1) I'm seeing lots of angry replies to this extremely ill-conceived proposal, and many such replies are some version of 'but what about the faculty??' Nobody cares about the faculty. The author waves away the objection. Below I answer the argument on its own terms ... https://twitter.com/Phil_Baty/status/1265896483565469697
2) The author's claim is that its *worth* reducing academic labor to a 'gig economy' because of the benefits to students and employers. Well, for one, the benefit to employers can be waved away. A university doesn't exist for itself or its admin, it exists for its students.
3) So the 'benefits the employer' bit is just circular reasoning fit for the circular filing cabinet. Benefit to the employer is only a rationale if it's also a benefit to the institutional mission, to the students. This proposal is bad for students.

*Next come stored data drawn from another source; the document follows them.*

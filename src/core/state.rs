//! Snapshot of everything a converter screen shows

use crate::core::currency::CurrencyCode;

/// One consistent view of the converter.
///
/// Snapshots are never edited in place; the engine publishes a new one for
/// every change.
#[derive(Debug, Clone, PartialEq)]
pub struct ConversionState {
    pub from_currency: CurrencyCode,
    pub to_currency: CurrencyCode,
    pub amount_from: String,
    pub amount_to: String,
    pub rate_text: String,
    pub loading: bool,
    /// Inline message shown under the amount fields.
    pub error: Option<String>,
    pub network_available: bool,
    pub show_no_network_banner: bool,
}

impl ConversionState {
    pub fn new(from: CurrencyCode, to: CurrencyCode, amount_from: String) -> Self {
        ConversionState {
            from_currency: from,
            to_currency: to,
            amount_from,
            amount_to: "0.00".to_string(),
            rate_text: String::new(),
            loading: false,
            error: None,
            network_available: true,
            show_no_network_banner: false,
        }
    }

    /// Same snapshot with both currencies and both amounts exchanged.
    pub fn reversed(&self) -> Self {
        ConversionState {
            from_currency: self.to_currency,
            to_currency: self.from_currency,
            amount_from: self.amount_to.clone(),
            amount_to: self.amount_from.clone(),
            ..self.clone()
        }
    }
}

pub fn rate_text(from: CurrencyCode, to: CurrencyCode, rate: f64) -> String {
    format!("1 {from} = {rate} {to}")
}
//! Core value types and operations.

use indexmap::IndexMap;
use serde::{Deserialize, Serialize};

/// Value represents a JSON/YAML value that can be any of the supported types.
#[derive(Debug, Clone, Default, Serialize, Deserialize)]
#[serde(untagged)]
pub enum Value {
    #[default]
    Null,
    Bool(bool),
    Int(i64),
    /// Integers above `i64::MAX`.
    UInt(u64),
    Float(f64),
    String(String),
    List(Vec<Value>),
    Map(Map),
}

/// Map represents a key-value map where keys are strings.
///
/// Keys keep the order in which they appeared in the source document. Equality
/// ignores that order but requires the exact same key set.
#[derive(Debug, Clone, Default, Serialize, Deserialize)]
#[serde(transparent)]
pub struct Map {
    pub fields: IndexMap<String, Value>,
}

impl Value {
    pub fn is_null(&self) -> bool {
        matches!(self, Value::Null)
    }

    pub fn is_bool(&self) -> bool {
        matches!(self, Value::Bool(_))
    }

    pub fn is_int(&self) -> bool {
        matches!(self, Value::Int(_) | Value::UInt(_))
    }

    pub fn is_float(&self) -> bool {
        matches!(self, Value::Float(_))
    }

    pub fn is_string(&self) -> bool {
        matches!(self, Value::String(_))
    }

    pub fn is_list(&self) -> bool {
        matches!(self, Value::List(_))
    }

    pub fn is_map(&self) -> bool {
        matches!(self, Value::Map(_))
    }

    /// Returns true for values that hold no children.
    pub fn is_scalar(&self) -> bool {
        !self.is_list() && !self.is_map()
    }

    pub fn as_bool(&self) -> Option<bool> {
        match self {
            Value::Bool(b) => Some(*b),
            _ => None,
        }
    }

    pub fn as_int(&self) -> Option<i64> {
        match self {
            Value::Int(i) => Some(*i),
            Value::UInt(u) => i64::try_from(*u).ok(),
            _ => None,
        }
    }

    pub fn as_float(&self) -> Option<f64> {
        match self {
            Value::Float(f) => Some(*f),
            _ => None,
        }
    }

    pub fn as_str(&self) -> Option<&str> {
        match self {
            Value::String(s) => Some(s),
            _ => None,
        }
    }

    pub fn as_list(&self) -> Option<&Vec<Value>> {
        match self {
            Value::List(l) => Some(l),
            _ => None,
        }
    }

    pub fn as_list_mut(&mut self) -> Option<&mut Vec<Value>> {
        match self {
            Value::List(l) => Some(l),
            _ => None,
        }
    }

    pub fn as_map(&self) -> Option<&Map> {
        match self {
            Value::Map(m) => Some(m),
            _ => None,
        }
    }

    pub fn as_map_mut(&mut self) -> Option<&mut Map> {
        match self {
            Value::Map(m) => Some(m),
            _ => None,
        }
    }

    /// Renders a scalar as the string a label or annotation value would hold.
    /// Containers yield None.
    pub fn scalar_to_string(&self) -> Option<String> {
        match self {
            Value::Null => Some(String::new()),
            Value::Bool(b) => Some(b.to_string()),
            Value::Int(i) => Some(i.to_string()),
            Value::UInt(u) => Some(u.to_string()),
            Value::Float(f) => Some(f.to_string()),
            Value::String(s) => Some(s.clone()),
            Value::List(_) | Value::Map(_) => None,
        }
    }

    /// Returns a short name for the kind of value, used in messages.
    pub fn type_name(&self) -> &'static str {
        match self {
            Value::Null => "null",
            Value::Bool(_) => "boolean",
            Value::Int(_) | Value::UInt(_) => "int",
            Value::Float(_) => "float",
            Value::String(_) => "string",
            Value::List(_) => "list",
            Value::Map(_) => "map",
        }
    }
}

impl PartialEq for Value {
    fn eq(&self, other: &Self) -> bool {
        match (self, other) {
            (Value::Null, Value::Null) => true,
            (Value::Bool(a), Value::Bool(b)) => a == b,
            (Value::Float(a), Value::Float(b)) => a == b,
            (a, b) if a.is_number() && b.is_number() => numbers_equal(a, b),
            (Value::String(a), Value::String(b)) => a == b,
            (Value::List(a), Value::List(b)) => a == b,
            (Value::Map(a), Value::Map(b)) => a == b,
            _ => false,
        }
    }
}

impl Eq for Value {}

impl Value {
    fn is_number(&self) -> bool {
        matches!(self, Value::Int(_) | Value::UInt(_) | Value::Float(_))
    }

    /// Integer view of a number, exact for every int and for floats without a
    /// fractional part.
    fn as_exact_integer(&self) -> Option<i128> {
        match self {
            Value::Int(i) => Some(i128::from(*i)),
            Value::UInt(u) => Some(i128::from(*u)),
            Value::Float(f) if f.is_finite() && f.fract() == 0.0 && f.abs() < 1e38 => Some(*f as i128),
            _ => None,
        }
    }
}

/// YAML and JSON have a single number type: `1` and `1.0` are the same value.
fn numbers_equal(a: &Value, b: &Value) -> bool {
    match (a.as_exact_integer(), b.as_exact_integer()) {
        (Some(a), Some(b)) => a == b,
        _ => false,
    }
}

impl From<&str> for Value {
    fn from(s: &str) -> Self {
        Value::String(s.to_string())
    }
}

impl From<String> for Value {
    fn from(s: String) -> Self {
        Value::String(s)
    }
}

impl From<i64> for Value {
    fn from(i: i64) -> Self {
        Value::Int(i)
    }
}

impl From<u64> for Value {
    fn from(u: u64) -> Self {
        match i64::try_from(u) {
            Ok(i) => Value::Int(i),
            Err(_) => Value::UInt(u),
        }
    }
}

impl From<bool> for Value {
    fn from(b: bool) -> Self {
        Value::Bool(b)
    }
}

impl From<Map> for Value {
    fn from(m: Map) -> Self {
        Value::Map(m)
    }
}

impl PartialEq for Map {
    fn eq(&self, other: &Self) -> bool {
        self.fields == other.fields
    }
}

impl Eq for Map {}

impl Map {
    pub fn new() -> Self {
        Map {
            fields: IndexMap::new(),
        }
    }

    pub fn get(&self, key: &str) -> Option<&Value> {
        self.fields.get(key)
    }

    pub fn get_mut(&mut self, key: &str) -> Option<&mut Value> {
        self.fields.get_mut(key)
    }

    /// Sets a key. An existing key keeps its position; a new key is appended.
    pub fn set(&mut self, key: String, value: Value) {
        self.fields.insert(key, value);
    }

    pub fn has(&self, key: &str) -> bool {
        self.fields.contains_key(key)
    }

    /// Deletes a key, keeping the order of the remaining keys.
    pub fn delete(&mut self, key: &str) -> Option<Value> {
        self.fields.shift_remove(key)
    }

    pub fn len(&self) -> usize {
        self.fields.len()
    }

    pub fn is_empty(&self) -> bool {
        self.fields.is_empty()
    }

    pub fn iter(&self) -> impl Iterator<Item = (&String, &Value)> {
        self.fields.iter()
    }

    pub fn keys(&self) -> impl Iterator<Item = &String> {
        self.fields.keys()
    }
}

impl FromIterator<(String, Value)> for Map {
    fn from_iter<T: IntoIterator<Item = (String, Value)>>(iter: T) -> Self {
        Map {
            fields: iter.into_iter().collect(),
        }
    }
}

/// Parse a value from JSON.
pub fn from_json(json: &str) -> Result<Value, serde_json::Error> {
    serde_json::from_str(json)
}

/// Serialize a value to JSON.
pub fn to_json(value: &Value) -> Result<String, serde_json::Error> {
    serde_json::to_string(value)
}

/// Serialize a value to indented JSON.
pub fn to_json_pretty(value: &Value) -> Result<String, serde_json::Error> {
    serde_json::to_string_pretty(value)
}

/// Parse a value from YAML.
pub fn from_yaml(yaml: &str) -> Result<Value, serde_yaml::Error> {
    serde_yaml::from_str(yaml)
}

/// Parse a value from YAML bytes.
pub fn from_yaml_slice(yaml: &[u8]) -> Result<Value, serde_yaml::Error> {
    serde_yaml::from_slice(yaml)
}

/// Serialize a value to YAML.
pub fn to_yaml(value: &Value) -> Result<String, serde_yaml::Error> {
    serde_yaml::to_string(value)
}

4) If you read the article and not just the headline, you'll see the proposal here is limited to temp. faculty contracts for teaching 1-year master's programs. There's no discussion in this piece of staffing an entire college or university in the proposed way. ...
5) That's because such a way of staffing entire institutions is on its face unworkable. Even institutions that rely on 50% adjunct labor have to find clever ways to lie to prospective students about it. If *student demand* is your model, students simply won't choose ...
6) ...a program of 3-4 years (UK/US) in which their intro. to econ. professor is gone by the time they take microeconomics; in which no one can ever write a reference letter; in which courses are never improved because never developed iteratively; and so on.
7) Students will also avoid institutions that treat faculty as temp. workers because temp. workers don't get the resources (dedicated office, research funds, lab space, travel budget, etc.) to do cutting-edge research. ...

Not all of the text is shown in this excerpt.